KSU, PrecisionHawk project to match UAV images with ag algorithms

By Ann Bailey | September 17, 2015

An agreement between Kansas State University and PrecisionHawk is aimed to use unmanned aerial vehicles that will collect agronomic information to help farmers increase crop production.

The partnership, which began this month between the university and the company, establishes a four-year project “Advancing an end-to-end solution for agricultural applications of unmanned aerial vehicles and remote sensing.”

A Kansas State University agronomy expert along with researchers at Kansas State University Salina are teaming up to use their expertise on the project to help PrecisionHawk create apps and programs that will turn the aerial images of corn, and down the road, other field crops, into useful data about potential crop production challenges that include yield-limiting factors and characterization of yield potential, such as plant growth.

The project is creating tools farmers and agronomists can use on the pictures to get information, such as potential productivity, about crops. The key issue in the use of UAS to collect data isn’t whether the technology can collect the images, but whether those images are pictures that can be translated into scientifically sound and useful information, noted Ignacio Ciampitti, Kansas State University agronomy professor and project leader.

Kansas State University-Salina researchers are conducting UAS flights to determine what images and video sensors get the maximum information about a field. The images the researchers are taking include RGB, Normalized Difference Vegetation Index and multi-spectrum, Ciampitti said.

Atmospheric conditions, such as wind speed, the amount of cloud cover and high temperatures pose some of the greatest challenges to image collection, he noted.

The images are taken throughout the growing season, beginning shortly after spring planting, to help farmers improve crop yield potential. By looking at the images of newly-emerged corn, farmers and agronomists can determine stand count and whether they should re-seed their fields, Ciampitti said.

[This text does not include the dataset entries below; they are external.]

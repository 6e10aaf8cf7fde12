//! Session state machine
//!
//! Drives one simulator connection from handshake through episodes:
//! scene load, per-step control, telemetry reduction into
//! observation/reward/done, and the handbrake reset sequence.

use donkey_bridge::{ClientStats, ProtocolClient, SessionEvents, SimMessage};
use donkey_rl_core::{
    Action, ActionSpace, DefaultPolicy, DonkeyError, EpisodePolicy, Info, Observation,
    ObservationSpace, Result, SessionConfig, StepResult, TelemetryFrame,
};
use std::sync::Arc;
use tokio::time::sleep;
use tracing::{debug, error, info, warn};

/// Lifecycle of a session
#[derive(Debug, Clone, Copy, PartialEq, Eq, Hash)]
pub enum SessionState {
    Disconnected,
    Connecting,
    AwaitingLoad,
    Ready,
    EpisodeActive,
    Resetting,
    Terminated,
}

/// Controls one simulator session
pub struct SimController {
    config: Arc<SessionConfig>,
    client: ProtocolClient,
    state: SessionState,
    policy: Box<dyn EpisodePolicy>,
    game_over: bool,
    last_frame: Option<Arc<TelemetryFrame>>,
    /// `car_loaded` count the next load has to exceed
    loaded_seen: u64,
    /// Set after `exit_scene`: menu signal count the next load waits past
    menu_seen: Option<u64>,
}

impl SimController {
    /// Dial the simulator (with retries) and load the configured scene
    pub async fn connect(config: SessionConfig) -> Result<Self> {
        config.validate()?;
        debug!(state = ?SessionState::Connecting, "Connecting to {}:{}", config.host, config.port);
        let client = ProtocolClient::connect_with_retry(&config).await?;
        Self::from_client(config, client).await
    }

    /// Run the load handshake over an established client
    pub async fn from_client(config: SessionConfig, client: ProtocolClient) -> Result<Self> {
        let mut controller = Self {
            config: Arc::new(config),
            client,
            state: SessionState::AwaitingLoad,
            policy: Box::new(DefaultPolicy),
            game_over: false,
            last_frame: None,
            loaded_seen: 0,
            menu_seen: None,
        };

        controller.client.send(&SimMessage::GetProtocolVersion).await?;
        controller.client.send(&SimMessage::GetSceneNames).await?;
        controller.load_scene().await?;
        Ok(controller)
    }

    pub fn state(&self) -> SessionState {
        self.state
    }

    pub fn config(&self) -> &SessionConfig {
        &self.config
    }

    pub fn action_space(&self) -> ActionSpace {
        self.config.bounds().space()
    }

    /// Fixed by the camera resolution for the whole session
    pub fn observation_space(&self) -> ObservationSpace {
        ObservationSpace::for_resolution(self.config.camera.resolution)
    }

    /// Replace the reward / termination policy
    pub fn set_policy(&mut self, policy: Box<dyn EpisodePolicy>) {
        self.policy = policy;
    }

    /// Termination verdict of the last observed frame
    pub fn is_game_over(&self) -> bool {
        self.game_over
    }

    pub fn stats(&self) -> ClientStats {
        self.client.stats()
    }

    pub fn events(&self) -> SessionEvents {
        self.client.events()
    }

    /// Last frame returned by `observe`
    pub fn last_frame(&self) -> Option<Arc<TelemetryFrame>> {
        self.last_frame.clone()
    }

    /// Load the configured scene and wait for the car.
    ///
    /// After `exit_scene` this first waits for the simulator to return to
    /// scene selection.
    pub async fn load_scene(&mut self) -> Result<()> {
        let result = self.load_scene_inner().await;
        self.check(result)
    }

    async fn load_scene_inner(&mut self) -> Result<()> {
        self.ensure_connected()?;
        self.state = SessionState::AwaitingLoad;
        let within = self.config.load_timeout;

        if let Some(menu_seen) = self.menu_seen {
            self.client
                .wait_for_scene(within, |s| s.menu_ready > menu_seen)
                .await?;
        }

        let scene = self.config.scene_name().to_string();
        info!("Loading scene {}", scene);
        self.client.send(&SimMessage::load_scene(scene.as_str())).await?;

        let loaded_seen = self.loaded_seen;
        let signals = self
            .client
            .wait_for_scene(within, |s| s.car_loaded > loaded_seen)
            .await?;
        self.loaded_seen = signals.car_loaded;
        self.menu_seen = None;

        self.send_config().await?;
        self.client.mark_frames_seen();
        self.state = SessionState::Ready;
        info!("Scene {} ready", scene);
        Ok(())
    }

    /// Send car, racer, camera and (when enabled) lidar configuration
    async fn send_config(&mut self) -> Result<()> {
        let config = self.config.clone();
        self.client.send(&SimMessage::car_config(&config.car)).await?;
        self.client
            .send(&SimMessage::racer_info(&config.racer, &config.car))
            .await?;
        self.client.send(&SimMessage::cam_config(&config.camera)).await?;
        if let Some(lidar) = &config.lidar {
            self.client.send(&SimMessage::lidar_config(lidar)).await?;
        }
        debug!("Sent session configuration");
        Ok(())
    }

    /// Clamp and transmit one control command; returns what was sent
    pub async fn take_action(&mut self, action: Action) -> Result<Action> {
        let result = self.take_action_inner(action).await;
        self.check(result)
    }

    async fn take_action_inner(&mut self, action: Action) -> Result<Action> {
        self.ensure_ready("take_action")?;
        let clamped = self.config.bounds().clamp(action);
        if !action.steering.is_finite() || !action.throttle.is_finite() {
            warn!(
                "Non-finite action ({}, {}) replaced before sending",
                action.steering, action.throttle
            );
        } else if clamped != action {
            debug!(
                "Clamped action ({}, {}) to ({}, {})",
                action.steering, action.throttle, clamped.steering, clamped.throttle
            );
        }
        self.client
            .send(&SimMessage::control(clamped.steering, clamped.throttle, 0.0))
            .await?;
        Ok(clamped)
    }

    /// Wait for a fresh frame and reduce it to observation, reward and done
    pub async fn observe(&mut self) -> Result<StepResult> {
        let result = self.observe_inner().await;
        self.check(result)
    }

    async fn observe_inner(&mut self) -> Result<StepResult> {
        self.ensure_ready("observe")?;
        if self.client.take_config_request() {
            self.send_config().await?;
        }

        let frame = self.client.next_frame(self.config.liveness_timeout).await?;
        let done = self.policy.episode_over(&frame, &self.config);
        let reward = self.policy.reward(&frame, done, &self.config);
        if done && !self.game_over {
            info!(cte = frame.cte, hit = %frame.hit, lap = frame.lap_count, "Episode over");
        }
        self.game_over = done;

        let result = StepResult {
            observation: frame.image.clone(),
            reward,
            terminated: done,
            truncated: false,
            info: frame.info(),
        };
        self.last_frame = Some(frame);
        Ok(result)
    }

    /// Hold `action` for `frame_skip` simulator frames; returns the last
    pub async fn step(&mut self, action: Action) -> Result<StepResult> {
        match self.state {
            SessionState::EpisodeActive => {}
            SessionState::Ready => {
                return Err(DonkeyError::NotReady("call reset before step".into()));
            }
            _ => self.ensure_ready("step")?,
        }

        let mut last = None;
        for _ in 0..self.config.frame_skip.max(1) {
            self.take_action(action).await?;
            last = Some(self.observe().await?);
        }
        last.ok_or_else(|| DonkeyError::NotReady("no frame observed".into()))
    }

    /// Stop the car, reset it to the start and hand back the first frame
    pub async fn reset(&mut self) -> Result<(Observation, Info)> {
        let result = self.reset_inner().await;
        self.check(result)
    }

    async fn reset_inner(&mut self) -> Result<(Observation, Info)> {
        match self.state {
            SessionState::AwaitingLoad => self.load_scene_inner().await?,
            _ => self.ensure_ready("reset")?,
        }

        self.state = SessionState::Resetting;
        let settle = self.config.settle_interval;
        debug!("Handbrake reset");

        self.client.send(&SimMessage::control(0.0, 0.0, 1.0)).await?;
        sleep(settle).await;
        self.client.send(&SimMessage::ResetCar).await?;
        self.client.clear_episode();
        sleep(settle).await;

        // Only frames produced after the settle count
        self.client.mark_frames_seen();
        self.client.send(&SimMessage::control(0.0, 0.0, 1.0)).await?;

        self.game_over = false;
        let first = self.observe_inner().await?;
        self.state = SessionState::EpisodeActive;
        Ok((first.observation, first.info))
    }

    /// Leave the current scene and return to scene selection
    pub async fn exit_scene(&mut self) -> Result<()> {
        self.ensure_ready("exit_scene")?;
        let signals = self.client.scene_signals();
        let result = self.client.send(&SimMessage::ExitScene).await;
        self.check(result)?;

        self.menu_seen = Some(signals.menu_ready);
        self.loaded_seen = signals.car_loaded;
        self.state = SessionState::AwaitingLoad;
        info!("Exited scene");
        Ok(())
    }

    /// Ask the simulator application to quit
    pub async fn quit_app(&mut self) -> Result<()> {
        self.ensure_connected()?;
        let result = self.client.send(&SimMessage::QuitApp).await;
        self.check(result)
    }

    /// Disconnect and end the session. Idempotent.
    pub async fn close(&mut self) {
        if self.client.is_closed() {
            self.state = SessionState::Terminated;
            return;
        }
        self.client.disconnect().await;
        self.state = SessionState::Terminated;
    }

    fn ensure_connected(&self) -> Result<()> {
        if self.client.is_closed() {
            return Err(DonkeyError::SessionClosed);
        }
        if self.state == SessionState::Terminated {
            return Err(match self.client.fault() {
                Some(reason) => DonkeyError::ConnectionLost(reason),
                None => DonkeyError::SessionClosed,
            });
        }
        Ok(())
    }

    fn ensure_ready(&self, op: &str) -> Result<()> {
        self.ensure_connected()?;
        match self.state {
            SessionState::Ready | SessionState::EpisodeActive | SessionState::Resetting => Ok(()),
            state => Err(DonkeyError::NotReady(format!(
                "{} requires a loaded scene (state {:?})",
                op, state
            ))),
        }
    }

    /// Fatal errors end the session
    fn check<T>(&mut self, result: Result<T>) -> Result<T> {
        if let Err(e) = &result {
            if e.is_fatal() {
                error!("Session failed: {}", e);
                self.client.fail(e.to_string());
                self.state = SessionState::Terminated;
            } else {
                warn!("{}", e);
            }
        }
        result
    }
}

The images also can look at agronomic issues, including pest problems and canopy health.

The advantage over conventional field scouting is that images of several thousand acres can be collected in a few hours, he said.

 Ciampitti is using information from the images to help develop algorithms that can be converted into computer software or apps for PrecisionHawk’s Algorithm Marketplace. The marketplace recently was launched with data analysis tools for the UAS market and is meant to simplify how UAS operators interpret data collected from a UAV’s geographic information system during flight.

The goal of the project team is to have the app ready for farmers by the spring 2016 farming season, Ciampitti said.